Optimizing my large data code with little RAM

Question

I have a 120 GB file saved (in binary via pickle) that contains about 50,000 (600x600) 2d numpy arrays. I need to stack all of these arrays using a median. The easiest way to do this would be to simply read in the whole file as a list of arrays and use np.median(arrays, axis=0). However, I don't have much RAM to work with, so this is not a good option.

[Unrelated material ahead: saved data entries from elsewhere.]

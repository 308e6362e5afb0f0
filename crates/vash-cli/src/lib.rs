//! Command-line front end for `vash-codegen`.
//!
//! Reads syntax trees produced by the template parser (JSON), generates
//! render-function source and writes it to stdout, a file, or a directory.

pub mod args;
pub mod config;
pub mod driver;
pub mod reporter;
pub mod tracing_config;

#[cfg(test)]
#[path = "tests/args_tests.rs"]
mod args_tests;
#[cfg(test)]
#[path = "tests/config_tests.rs"]
mod config_tests;
#[cfg(test)]
#[path = "tests/reporter_tests.rs"]
mod reporter_tests;
#[cfg(test)]
#[path = "tests/tracing_config_tests.rs"]
mod tracing_config_tests;
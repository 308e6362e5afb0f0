//! String escaping for text spliced into generated source.
//!
//! Literal content is always emitted inside single-quoted JavaScript strings
//! (see [`crate::buffer`]). The debug copy of the template source is emitted
//! inside a double-quoted string.

/// Line breaks in the debug source copy are replaced by this marker; the
/// runtime error reporter turns it back into newlines.
pub const DEBUG_LINE_BREAK: &str = "!LB!";

/// Escape text so it can sit inside a single-quoted string literal.
///
/// Backslashes, single quotes and line terminators are escaped. Double quotes
/// are left alone since they cannot end the literal.
pub fn escape_markup_content(text: &str) -> String {
    let mut out = String::with_capacity(text.len() + 8);
    for ch in text.chars() {
        match ch {
            '\\' => out.push_str("\\\\"),
            '\'' => out.push_str("\\'"),
            '\n' => out.push_str("\\n"),
            '\r' => out.push_str("\\r"),
            '\u{2028}' => out.push_str("\\u2028"),
            '\u{2029}' => out.push_str("\\u2029"),
            _ => out.push(ch),
        }
    }
    out
}

/// Escape the original template source for the debug error report.
///
/// The result never contains a raw line break or an unescaped quote, so it can
/// be placed between double quotes in the generated `catch` block.
pub fn escape_for_debug(source: &str) -> String {
    let mut out = String::with_capacity(source.len() + 16);
    let mut chars = source.chars().peekable();
    while let Some(ch) = chars.next() {
        match ch {
            '\r' => {
                if chars.peek() == Some(&'\n') {
                    chars.next();
                }
                out.push_str(DEBUG_LINE_BREAK);
            }
            '\n' | '\u{2028}' | '\u{2029}' => out.push_str(DEBUG_LINE_BREAK),
            '\\' => out.push_str("\\\\"),
            '"' => out.push_str("\\\""),
            '\'' => out.push_str("\\'"),
            _ => out.push(ch),
        }
    }
    out
}

/// Words that cannot name a `var`: ECMAScript reserved words, strict-mode
/// reservations and the literal keywords.
pub const RESERVED_WORDS: &[&str] = &[
    "await", "break", "case", "catch", "class", "const", "continue", "debugger",
    "default", "delete", "do", "else", "enum", "export", "extends", "false",
    "finally", "for", "function", "if", "implements", "import", "in",
    "instanceof", "interface", "let", "new", "null", "package", "private",
    "protected", "public", "return", "static", "super", "switch", "this",
    "throw", "true", "try", "typeof", "var", "void", "while", "with", "yield",
];

/// Whether `name` can be used verbatim as a JavaScript variable name.
///
/// ASCII letters, digits, `_` and `$`, not starting with a digit, and not one
/// of [`RESERVED_WORDS`].
pub fn is_identifier(name: &str) -> bool {
    let mut bytes = name.bytes();
    match bytes.next() {
        Some(b) if b.is_ascii_alphabetic() || b == b'_' || b == b'$' => {}
        _ => return false,
    }
    bytes.all(|b| b.is_ascii_alphanumeric() || b == b'_' || b == b'$')
        && !RESERVED_WORDS.contains(&name)
}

So, I tried to stack them pixel-by-pixel, as in I focus on one pixel position (i, j) at a time, then read in each array one by one, appending the value at the given position to a list. Once all the values for a certain position across all arrays are saved, I use np.median and then just have to save that value in a list -- which in the end will have the medians of each pixel position. In the end I can just reshape this to 600x600, and I'll be done. The code for this is below.

import pickle
import time
import numpy as np

filename = 'images.dat' #contains my 50,000 2D numpy arrays

def stack_by_pixel(i, j):
    pixels_at_position = []
    with open(filename, 'rb') as f:
        while True:
            try:
                # Gather pixels at a given position
                array = pickle.load(f)
                pixels_at_position.append(array[i][j])
            except EOFError:
                break
    # Stacking at position (median)
    stacked_at_position = np.median(np.array(pixels_at_position))
    return stacked_at_position

# Form whole stacked image
stacked = []
for i in range(600):
    for j in range(600):
        t1 = time.time()
        stacked.append(stack_by_pixel(i, j))
        t2 = time.time()
        print('Done with element %d, %d: %f seconds' % (i, j, (t2-t1)))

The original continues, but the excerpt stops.